Records excerpted from a collection:
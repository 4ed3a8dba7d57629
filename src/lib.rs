//! Tumor evolution simulation and risk-scoring engine.
//!
//! Pure, request-scoped computation: closed-form growth/survival modeling,
//! weighted risk aggregation, dose-tweak perturbation, explanation ranking
//! and report assembly. All I/O happens at the pipeline edges.

pub mod cli;
pub mod ctx;
pub mod error;
pub mod io;
pub mod pipeline;
pub mod schema;
pub mod sim;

ABOUT THIS EXERCISE: What you return should match the data character for character.

EXERCISE RESULT:
repository 4ed3a8dba7d57629
filename src/lib.rs
//! Tumor evolution simulation and risk-scoring engine.
//!
//! Pure, request-scoped computation: closed-form growth/survival modeling,
//! weighted risk aggregation, dose-tweak perturbation, explanation ranking
//! and report assembly. All I/O happens at the pipeline edges.

pub mod cli;
pub mod ctx;
pub mod error;
pub mod io;
pub mod pipeline;
pub mod schema;
pub mod sim;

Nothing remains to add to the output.